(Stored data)

------

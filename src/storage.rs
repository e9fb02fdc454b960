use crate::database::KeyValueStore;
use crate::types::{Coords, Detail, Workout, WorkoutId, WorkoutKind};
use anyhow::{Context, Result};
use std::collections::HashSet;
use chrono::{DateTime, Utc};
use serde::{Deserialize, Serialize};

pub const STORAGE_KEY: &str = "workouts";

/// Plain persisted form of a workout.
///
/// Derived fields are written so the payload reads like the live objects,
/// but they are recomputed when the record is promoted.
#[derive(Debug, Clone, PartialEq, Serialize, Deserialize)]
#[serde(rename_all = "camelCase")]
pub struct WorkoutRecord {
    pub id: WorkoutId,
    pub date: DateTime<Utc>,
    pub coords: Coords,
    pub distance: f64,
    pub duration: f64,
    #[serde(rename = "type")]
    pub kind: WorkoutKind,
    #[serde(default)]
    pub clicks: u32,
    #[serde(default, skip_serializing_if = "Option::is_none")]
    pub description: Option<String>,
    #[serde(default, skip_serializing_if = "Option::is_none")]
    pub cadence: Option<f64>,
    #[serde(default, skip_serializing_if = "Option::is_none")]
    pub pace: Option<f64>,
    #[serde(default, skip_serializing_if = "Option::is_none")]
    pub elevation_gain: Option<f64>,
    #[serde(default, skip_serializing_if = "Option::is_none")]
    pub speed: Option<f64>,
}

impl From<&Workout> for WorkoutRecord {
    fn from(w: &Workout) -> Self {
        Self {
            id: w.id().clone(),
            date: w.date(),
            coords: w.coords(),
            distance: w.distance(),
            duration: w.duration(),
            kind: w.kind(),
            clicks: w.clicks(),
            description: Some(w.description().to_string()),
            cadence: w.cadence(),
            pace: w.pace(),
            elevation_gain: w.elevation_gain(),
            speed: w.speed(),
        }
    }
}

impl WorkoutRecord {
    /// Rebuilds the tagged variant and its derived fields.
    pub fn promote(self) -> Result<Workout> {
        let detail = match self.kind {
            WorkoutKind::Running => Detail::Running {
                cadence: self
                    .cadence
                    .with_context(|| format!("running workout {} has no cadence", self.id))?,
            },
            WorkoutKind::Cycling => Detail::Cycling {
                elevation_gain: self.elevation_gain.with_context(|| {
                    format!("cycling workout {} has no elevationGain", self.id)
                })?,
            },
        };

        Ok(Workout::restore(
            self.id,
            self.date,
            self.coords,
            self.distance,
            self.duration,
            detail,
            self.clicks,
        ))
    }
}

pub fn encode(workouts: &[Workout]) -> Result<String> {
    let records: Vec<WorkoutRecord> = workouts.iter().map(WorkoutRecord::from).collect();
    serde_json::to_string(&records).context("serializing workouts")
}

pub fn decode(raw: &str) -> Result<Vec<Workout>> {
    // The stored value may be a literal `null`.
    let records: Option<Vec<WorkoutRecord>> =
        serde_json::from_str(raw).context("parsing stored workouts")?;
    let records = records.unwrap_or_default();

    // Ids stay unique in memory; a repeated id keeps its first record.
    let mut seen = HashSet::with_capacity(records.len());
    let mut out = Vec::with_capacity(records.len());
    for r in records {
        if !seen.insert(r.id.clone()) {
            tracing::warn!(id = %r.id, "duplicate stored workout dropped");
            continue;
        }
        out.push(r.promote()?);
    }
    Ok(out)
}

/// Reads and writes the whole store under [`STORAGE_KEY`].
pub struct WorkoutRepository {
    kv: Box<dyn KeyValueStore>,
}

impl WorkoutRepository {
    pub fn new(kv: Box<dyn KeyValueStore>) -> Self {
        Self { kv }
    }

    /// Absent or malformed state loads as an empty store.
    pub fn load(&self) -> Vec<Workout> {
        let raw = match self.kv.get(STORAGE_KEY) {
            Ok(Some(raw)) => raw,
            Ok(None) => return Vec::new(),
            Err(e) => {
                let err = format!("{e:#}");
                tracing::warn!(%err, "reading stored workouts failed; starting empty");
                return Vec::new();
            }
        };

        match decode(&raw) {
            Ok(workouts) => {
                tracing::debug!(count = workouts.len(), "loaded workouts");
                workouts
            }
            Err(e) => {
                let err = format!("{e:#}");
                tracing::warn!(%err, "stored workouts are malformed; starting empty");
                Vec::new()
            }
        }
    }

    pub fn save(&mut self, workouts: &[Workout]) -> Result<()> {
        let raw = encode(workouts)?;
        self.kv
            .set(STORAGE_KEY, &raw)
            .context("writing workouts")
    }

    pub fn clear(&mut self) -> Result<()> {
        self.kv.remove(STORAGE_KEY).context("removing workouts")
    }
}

------

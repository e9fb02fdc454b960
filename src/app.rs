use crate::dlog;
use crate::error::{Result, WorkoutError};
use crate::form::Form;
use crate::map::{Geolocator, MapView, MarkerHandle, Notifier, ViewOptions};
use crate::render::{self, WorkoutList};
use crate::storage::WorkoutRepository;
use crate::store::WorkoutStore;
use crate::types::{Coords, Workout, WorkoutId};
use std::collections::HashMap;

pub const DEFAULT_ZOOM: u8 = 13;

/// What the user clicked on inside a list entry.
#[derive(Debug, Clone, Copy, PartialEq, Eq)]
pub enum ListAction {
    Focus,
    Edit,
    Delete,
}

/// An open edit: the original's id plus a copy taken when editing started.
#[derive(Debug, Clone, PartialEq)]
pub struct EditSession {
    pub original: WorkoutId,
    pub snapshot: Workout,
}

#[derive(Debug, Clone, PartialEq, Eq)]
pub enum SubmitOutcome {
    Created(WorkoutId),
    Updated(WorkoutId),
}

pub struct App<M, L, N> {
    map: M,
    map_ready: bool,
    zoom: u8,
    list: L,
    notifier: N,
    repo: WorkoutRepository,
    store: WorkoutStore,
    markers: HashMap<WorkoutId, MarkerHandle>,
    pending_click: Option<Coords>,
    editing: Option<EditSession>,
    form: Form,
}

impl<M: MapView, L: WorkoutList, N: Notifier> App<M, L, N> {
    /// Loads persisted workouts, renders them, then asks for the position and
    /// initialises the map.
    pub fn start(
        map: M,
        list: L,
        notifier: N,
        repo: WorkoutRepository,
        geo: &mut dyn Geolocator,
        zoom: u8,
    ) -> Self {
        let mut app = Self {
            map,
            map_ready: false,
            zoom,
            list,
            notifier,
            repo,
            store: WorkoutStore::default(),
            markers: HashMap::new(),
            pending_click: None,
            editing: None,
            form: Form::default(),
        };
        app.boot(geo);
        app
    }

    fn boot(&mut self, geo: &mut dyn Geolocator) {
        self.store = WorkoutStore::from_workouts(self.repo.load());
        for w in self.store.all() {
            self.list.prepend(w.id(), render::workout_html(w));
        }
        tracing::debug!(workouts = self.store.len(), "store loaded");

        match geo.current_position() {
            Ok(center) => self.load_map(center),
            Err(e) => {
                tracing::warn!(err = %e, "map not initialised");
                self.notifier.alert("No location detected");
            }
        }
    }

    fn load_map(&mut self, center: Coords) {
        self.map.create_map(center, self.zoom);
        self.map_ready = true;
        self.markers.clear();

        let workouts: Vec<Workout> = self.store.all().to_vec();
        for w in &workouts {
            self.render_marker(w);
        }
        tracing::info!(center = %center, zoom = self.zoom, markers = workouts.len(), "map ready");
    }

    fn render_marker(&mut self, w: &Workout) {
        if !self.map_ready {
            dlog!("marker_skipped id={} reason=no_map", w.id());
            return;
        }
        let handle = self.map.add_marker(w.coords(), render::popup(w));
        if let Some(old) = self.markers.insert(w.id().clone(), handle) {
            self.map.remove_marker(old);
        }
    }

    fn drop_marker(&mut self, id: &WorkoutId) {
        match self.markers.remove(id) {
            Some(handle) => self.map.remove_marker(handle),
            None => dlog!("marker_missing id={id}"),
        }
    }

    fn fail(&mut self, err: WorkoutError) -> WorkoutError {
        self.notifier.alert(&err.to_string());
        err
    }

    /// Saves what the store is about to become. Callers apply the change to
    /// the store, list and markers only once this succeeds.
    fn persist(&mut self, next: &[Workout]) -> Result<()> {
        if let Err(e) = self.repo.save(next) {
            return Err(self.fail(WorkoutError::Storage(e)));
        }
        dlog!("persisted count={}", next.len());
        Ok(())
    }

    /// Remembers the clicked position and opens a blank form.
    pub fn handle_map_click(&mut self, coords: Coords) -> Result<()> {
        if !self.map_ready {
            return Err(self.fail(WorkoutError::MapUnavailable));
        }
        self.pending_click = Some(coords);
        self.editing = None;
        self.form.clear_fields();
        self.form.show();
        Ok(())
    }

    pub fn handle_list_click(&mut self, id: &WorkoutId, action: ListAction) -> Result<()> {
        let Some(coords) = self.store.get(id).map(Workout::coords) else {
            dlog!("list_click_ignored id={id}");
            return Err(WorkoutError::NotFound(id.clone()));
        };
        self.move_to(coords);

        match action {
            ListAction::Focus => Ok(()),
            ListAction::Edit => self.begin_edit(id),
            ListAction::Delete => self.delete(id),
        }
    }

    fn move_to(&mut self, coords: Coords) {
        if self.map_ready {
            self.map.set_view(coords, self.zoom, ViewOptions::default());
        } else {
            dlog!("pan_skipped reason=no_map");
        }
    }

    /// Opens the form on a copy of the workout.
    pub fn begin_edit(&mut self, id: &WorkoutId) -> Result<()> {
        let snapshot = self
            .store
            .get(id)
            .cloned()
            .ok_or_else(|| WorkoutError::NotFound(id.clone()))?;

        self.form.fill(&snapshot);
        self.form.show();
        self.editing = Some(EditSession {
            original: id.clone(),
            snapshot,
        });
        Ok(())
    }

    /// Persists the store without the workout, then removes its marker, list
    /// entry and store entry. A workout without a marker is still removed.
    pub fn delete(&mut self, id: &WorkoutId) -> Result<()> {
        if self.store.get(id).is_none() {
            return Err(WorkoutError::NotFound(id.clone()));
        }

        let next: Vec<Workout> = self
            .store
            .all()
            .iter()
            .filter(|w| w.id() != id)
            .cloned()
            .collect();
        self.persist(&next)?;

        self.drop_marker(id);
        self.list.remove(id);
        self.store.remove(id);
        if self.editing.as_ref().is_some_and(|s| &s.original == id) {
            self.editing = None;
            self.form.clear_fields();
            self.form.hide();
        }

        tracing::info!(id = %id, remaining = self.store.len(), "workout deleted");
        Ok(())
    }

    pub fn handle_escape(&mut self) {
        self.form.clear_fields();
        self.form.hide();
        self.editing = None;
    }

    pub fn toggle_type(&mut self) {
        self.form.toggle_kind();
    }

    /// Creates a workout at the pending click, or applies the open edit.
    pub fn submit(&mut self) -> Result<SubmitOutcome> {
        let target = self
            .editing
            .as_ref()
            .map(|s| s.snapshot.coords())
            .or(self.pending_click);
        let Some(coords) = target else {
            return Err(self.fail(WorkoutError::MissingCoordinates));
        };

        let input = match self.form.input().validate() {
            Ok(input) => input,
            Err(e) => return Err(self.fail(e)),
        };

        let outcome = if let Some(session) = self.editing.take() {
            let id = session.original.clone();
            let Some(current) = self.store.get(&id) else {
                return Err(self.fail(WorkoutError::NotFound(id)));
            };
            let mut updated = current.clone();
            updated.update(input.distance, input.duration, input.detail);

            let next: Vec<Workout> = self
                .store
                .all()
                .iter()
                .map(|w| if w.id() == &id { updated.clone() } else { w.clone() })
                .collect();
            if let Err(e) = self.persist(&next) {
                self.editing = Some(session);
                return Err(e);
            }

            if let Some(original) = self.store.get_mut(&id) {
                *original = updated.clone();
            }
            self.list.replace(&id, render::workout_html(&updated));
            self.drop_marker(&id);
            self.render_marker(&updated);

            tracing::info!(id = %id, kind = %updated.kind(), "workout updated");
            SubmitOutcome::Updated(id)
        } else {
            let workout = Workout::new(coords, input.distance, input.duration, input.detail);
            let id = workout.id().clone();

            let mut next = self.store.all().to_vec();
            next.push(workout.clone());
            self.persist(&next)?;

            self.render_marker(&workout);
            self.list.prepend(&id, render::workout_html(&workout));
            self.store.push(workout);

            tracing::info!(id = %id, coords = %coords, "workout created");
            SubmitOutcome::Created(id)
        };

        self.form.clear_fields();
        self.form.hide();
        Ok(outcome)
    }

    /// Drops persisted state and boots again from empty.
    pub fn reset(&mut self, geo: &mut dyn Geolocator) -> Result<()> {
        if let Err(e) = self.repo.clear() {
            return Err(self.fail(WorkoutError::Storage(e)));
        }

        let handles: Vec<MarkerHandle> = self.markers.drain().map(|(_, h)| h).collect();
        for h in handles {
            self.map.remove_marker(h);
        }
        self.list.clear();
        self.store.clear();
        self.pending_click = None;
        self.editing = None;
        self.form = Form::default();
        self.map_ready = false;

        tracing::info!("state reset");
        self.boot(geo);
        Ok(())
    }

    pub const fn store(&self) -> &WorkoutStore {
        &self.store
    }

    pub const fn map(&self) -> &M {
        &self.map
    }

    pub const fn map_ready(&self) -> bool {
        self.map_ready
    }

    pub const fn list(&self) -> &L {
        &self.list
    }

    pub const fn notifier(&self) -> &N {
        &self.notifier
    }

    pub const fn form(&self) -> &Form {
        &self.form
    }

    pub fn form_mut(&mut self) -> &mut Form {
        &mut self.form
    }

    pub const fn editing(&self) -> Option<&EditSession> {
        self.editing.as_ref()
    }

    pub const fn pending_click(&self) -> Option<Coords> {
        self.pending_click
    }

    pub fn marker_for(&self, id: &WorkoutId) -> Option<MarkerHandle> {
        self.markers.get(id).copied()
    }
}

------

• [What is being asked]
Counting only lines that hold "reset", state how many appear in the records, and give nothing but the number.

• [Completed exercise]
2